DATA FOR REVIEW:
----
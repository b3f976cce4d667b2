//! Column descriptors for the windowed table

use super::row::{field_text, Row};
use ratatui::layout::Constraint;
use ratatui::style::Style;
use std::collections::HashSet;
use std::fmt;
use std::sync::Arc;

/// Custom cell renderer
///
/// Receives the row index (`None` for pinned rows) and the record.
pub type CellRenderer = Arc<dyn Fn(Option<usize>, &Row) -> String + Send + Sync>;

/// Presentation hints for a column
#[derive(Debug, Clone, PartialEq)]
pub struct ColumnStyle {
    pub width: Constraint,
    pub style: Style,
}

impl Default for ColumnStyle {
    fn default() -> Self {
        Self {
            width: Constraint::Fill(1),
            style: Style::default(),
        }
    }
}

/// A single column of the table
#[derive(Clone)]
pub struct Column {
    /// Field key, unique within a column set
    pub key: String,
    /// Header label; the header row is only shown if some column has one
    pub header: Option<String>,
    pub render: Option<CellRenderer>,
    pub style: ColumnStyle,
}

impl fmt::Debug for Column {
    fn fmt(&self, f: &mut fmt::Formatter<'_>) -> fmt::Result {
        f.debug_struct("Column")
            .field("key", &self.key)
            .field("header", &self.header)
            .field("render", &self.render.as_ref().map(|_| "<fn>"))
            .field("style", &self.style)
            .finish()
    }
}

impl Column {
    pub fn new(key: impl Into<String>) -> Self {
        Self {
            key: key.into(),
            header: None,
            render: None,
            style: ColumnStyle::default(),
        }
    }

    pub fn with_header(mut self, header: impl Into<String>) -> Self {
        self.header = Some(header.into());
        self
    }

    pub fn with_width(mut self, width: Constraint) -> Self {
        self.style.width = width;
        self
    }

    pub fn with_style(mut self, style: Style) -> Self {
        self.style.style = style;
        self
    }

    pub fn with_renderer<F>(mut self, render: F) -> Self
    where
        F: Fn(Option<usize>, &Row) -> String + Send + Sync + 'static,
    {
        self.render = Some(Arc::new(render));
        self
    }

    /// Text for this column's cell
    ///
    /// Uses the custom renderer when present, otherwise a direct field
    /// lookup by key.
    pub fn cell_text(&self, index: Option<usize>, row: &Row) -> String {
        match &self.render {
            Some(render) => render(index, row),
            None => field_text(row, &self.key),
        }
    }
}

#[derive(Debug, thiserror::Error, PartialEq, Eq)]
pub enum ColumnError {
    #[error("duplicate column key '{0}'")]
    DuplicateKey(String),
}

/// An ordered set of columns with unique keys
#[derive(Debug, Clone, Default)]
pub struct Columns(Vec<Column>);

impl Columns {
    pub fn new(columns: Vec<Column>) -> Result<Self, ColumnError> {
        let mut seen = HashSet::new();
        for column in &columns {
            if !seen.insert(column.key.as_str()) {
                return Err(ColumnError::DuplicateKey(column.key.clone()));
            }
        }
        Ok(Self(columns))
    }

    pub fn iter(&self) -> std::slice::Iter<'_, Column> {
        self.0.iter()
    }

    #[cfg(test)]
    pub fn len(&self) -> usize {
        self.0.len()
    }

    #[cfg(test)]
    pub fn is_empty(&self) -> bool {
        self.0.is_empty()
    }

    /// Whether a header row should be rendered
    pub fn has_header(&self) -> bool {
        self.0.iter().any(|c| c.header.is_some())
    }

    pub fn widths(&self) -> Vec<Constraint> {
        self.0.iter().map(|c| c.style.width).collect()
    }
}
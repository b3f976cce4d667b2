//! slot-studio - A terminal editor for slot-filling rules
//!
//! Browse an utterance dataset in a virtualized table and edit the
//! slot-filling rules of one slot side by side. It uses the Component
//! Architecture pattern from ratatui.

mod action;
mod app;
mod component;
mod components;
mod config;
mod debounce;
mod logging;
mod model;
mod services;
mod tui;

use crate::action::Action;
use crate::app::App;
use crate::component::Component;
use crate::config::Config;
use crate::services::CapabilityAuthorizer;
use crate::tui::Tui;
use anyhow::Result;
use crossterm::event::Event;
use std::time::Duration;

fn main() -> Result<()> {
    let config = Config::load()?;
    if Config::config_dir().is_some_and(|dir| !dir.join("config.json").exists()) {
        // First run: leave an editable copy of the defaults behind
        if let Err(e) = config.save() {
            eprintln!("Warning: could not write default config: {}", e);
        }
    }
    logging::init_logging(config.log_dir().as_deref())?;
    tracing::info!(
        project = %config.project_path,
        dataset = %config.dataset_path,
        "starting slot-studio"
    );

    let authorizer = Box::new(CapabilityAuthorizer::new(config.capabilities.clone()));
    let tick_rate = Duration::from_millis(config.tick_rate_ms);

    // Create app state
    let mut app = App::new(config, authorizer)?;

    // Setup terminal
    tui::install_panic_hook();
    let mut tui = Tui::new()?.with_tick_rate(tick_rate);
    tui.enter()?;

    app.init()?;

    // Main event loop
    let result = run_app(&mut tui, &mut app);

    app.teardown();

    // Cleanup terminal
    tui.exit()?;

    // Handle any errors
    if let Err(err) = result {
        tracing::error!(error = ?err, "application error");
        eprintln!("Error: {:?}", err);
        std::process::exit(1);
    }

    tracing::info!("exiting");
    Ok(())
}

/// Run the main application loop
fn run_app(tui: &mut Tui, app: &mut App) -> Result<()> {
    while !app.should_quit {
        // Draw the UI
        tui.draw(|frame| {
            if let Err(e) = app.draw(frame, frame.area()) {
                tracing::error!(error = %e, "draw error");
            }
        })?;

        // Poll for events
        if let Some(event) = tui.next_event()? {
            // Convert event to action
            let action = match event {
                Event::Key(key) => app.handle_key_event(key)?,
                Event::Mouse(mouse) => app.handle_mouse_event(mouse)?,
                Event::Resize(w, h) => Some(Action::Resize(w, h)),
                _ => None,
            };

            // Process the action
            if let Some(action) = action {
                // Action might produce a follow-up action
                let mut current_action = Some(action);
                while let Some(a) = current_action {
                    current_action = app.update(a)?;
                }
            }
        }

        // Timers and background fetches advance on every pass
        app.update(Action::Tick)?;
    }

    Ok(())
}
----
WHAT THIS TASK INVOLVES: Could you output every entry above exactly as it stands?

RESULT OF THE EXERCISE:
repository b3f976cce4d667b2
//! Column descriptors for the windowed table

use super::row::{field_text, Row};
use ratatui::layout::Constraint;
use ratatui::style::Style;
use std::collections::HashSet;
use std::fmt;
use std::sync::Arc;

/// Custom cell renderer
///
/// Receives the row index (`None` for pinned rows) and the record.
pub type CellRenderer = Arc<dyn Fn(Option<usize>, &Row) -> String + Send + Sync>;

/// Presentation hints for a column
#[derive(Debug, Clone, PartialEq)]
pub struct ColumnStyle {
    pub width: Constraint,
    pub style: Style,
}

impl Default for ColumnStyle {
    fn default() -> Self {
        Self {
            width: Constraint::Fill(1),
            style: Style::default(),
        }
    }
}

/// A single column of the table
#[derive(Clone)]
pub struct Column {
    /// Field key, unique within a column set
    pub key: String,
    /// Header label; the header row is only shown if some column has one
    pub header: Option<String>,
    pub render: Option<CellRenderer>,
    pub style: ColumnStyle,
}

impl fmt::Debug for Column {
    fn fmt(&self, f: &mut fmt::Formatter<'_>) -> fmt::Result {
        f.debug_struct("Column")
            .field("key", &self.key)
            .field("header", &self.header)
            .field("render", &self.render.as_ref().map(|_| "<fn>"))
            .field("style", &self.style)
            .finish()
    }
}

impl Column {
    pub fn new(key: impl Into<String>) -> Self {
        Self {
            key: key.into(),
            header: None,
            render: None,
            style: ColumnStyle::default(),
        }
    }

    pub fn with_header(mut self, header: impl Into<String>) -> Self {
        self.header = Some(header.into());
        self
    }

    pub fn with_width(mut self, width: Constraint) -> Self {
        self.style.width = width;
        self
    }

    pub fn with_style(mut self, style: Style) -> Self {
        self.style.style = style;
        self
    }

    pub fn with_renderer<F>(mut self, render: F) -> Self
    where
        F: Fn(Option<usize>, &Row) -> String + Send + Sync + 'static,
    {
        self.render = Some(Arc::new(render));
        self
    }

    /// Text for this column's cell
    ///
    /// Uses the custom renderer when present, otherwise a direct field
    /// lookup by key.
    pub fn cell_text(&self, index: Option<usize>, row: &Row) -> String {
        match &self.render {
            Some(render) => render(index, row),
            None => field_text(row, &self.key),
        }
    }
}

#[derive(Debug, thiserror::Error, PartialEq, Eq)]
pub enum ColumnError {
    #[error("duplicate column key '{0}'")]
    DuplicateKey(String),
}

/// An ordered set of columns with unique keys
#[derive(Debug, Clone, Default)]
pub struct Columns(Vec<Column>);

impl Columns {
    pub fn new(columns: Vec<Column>) -> Result<Self, ColumnError> {
        let mut seen = HashSet::new();
        for column in &columns {
            if !seen.insert(column.key.as_str()) {
                return Err(ColumnError::DuplicateKey(column.key.clone()));
            }
        }
        Ok(Self(columns))
    }

    pub fn iter(&self) -> std::slice::Iter<'_, Column> {
        self.0.iter()
    }

    #[cfg(test)]
    pub fn len(&self) -> usize {
        self.0.len()
    }

    #[cfg(test)]
    pub fn is_empty(&self) -> bool {
        self.0.is_empty()
    }

    /// Whether a header row should be rendered
    pub fn has_header(&self) -> bool {
        self.0.iter().any(|c| c.header.is_some())
    }

    pub fn widths(&self) -> Vec<Constraint> {
        self.0.iter().map(|c| c.style.width).collect()
    }
}
repository b3f976cce4d667b2
//! slot-studio - A terminal editor for slot-filling rules
//!
//! Browse an utterance dataset in a virtualized table and edit the
//! slot-filling rules of one slot side by side. It uses the Component
//! Architecture pattern from ratatui.

mod action;
mod app;
mod component;
mod components;
mod config;
mod debounce;
mod logging;
mod model;
mod services;
mod tui;

use crate::action::Action;
use crate::app::App;
use crate::component::Component;
use crate::config::Config;
use crate::services::CapabilityAuthorizer;
use crate::tui::Tui;
use anyhow::Result;
use crossterm::event::Event;
use std::time::Duration;

fn main() -> Result<()> {
    let config = Config::load()?;
    if Config::config_dir().is_some_and(|dir| !dir.join("config.json").exists()) {
        // First run: leave an editable copy of the defaults behind
        if let Err(e) = config.save() {
            eprintln!("Warning: could not write default config: {}", e);
        }
    }
    logging::init_logging(config.log_dir().as_deref())?;
    tracing::info!(
        project = %config.project_path,
        dataset = %config.dataset_path,
        "starting slot-studio"
    );

    let authorizer = Box::new(CapabilityAuthorizer::new(config.capabilities.clone()));
    let tick_rate = Duration::from_millis(config.tick_rate_ms);

    // Create app state
    let mut app = App::new(config, authorizer)?;

    // Setup terminal
    tui::install_panic_hook();
    let mut tui = Tui::new()?.with_tick_rate(tick_rate);
    tui.enter()?;

    app.init()?;

    // Main event loop
    let result = run_app(&mut tui, &mut app);

    app.teardown();

    // Cleanup terminal
    tui.exit()?;

    // Handle any errors
    if let Err(err) = result {
        tracing::error!(error = ?err, "application error");
        eprintln!("Error: {:?}", err);
        std::process::exit(1);
    }

    tracing::info!("exiting");
    Ok(())
}

/// Run the main application loop
fn run_app(tui: &mut Tui, app: &mut App) -> Result<()> {
    while !app.should_quit {
        // Draw the UI
        tui.draw(|frame| {
            if let Err(e) = app.draw(frame, frame.area()) {
                tracing::error!(error = %e, "draw error");
            }
        })?;

        // Poll for events
        if let Some(event) = tui.next_event()? {
            // Convert event to action
            let action = match event {
                Event::Key(key) => app.handle_key_event(key)?,
                Event::Mouse(mouse) => app.handle_mouse_event(mouse)?,
                Event::Resize(w, h) => Some(Action::Resize(w, h)),
                _ => None,
            };

            // Process the action
            if let Some(action) = action {
                // Action might produce a follow-up action
                let mut current_action = Some(action);
                while let Some(a) = current_action {
                    current_action = app.update(a)?;
                }
            }
        }

        // Timers and background fetches advance on every pass
        app.update(Action::Tick)?;
    }

    Ok(())
}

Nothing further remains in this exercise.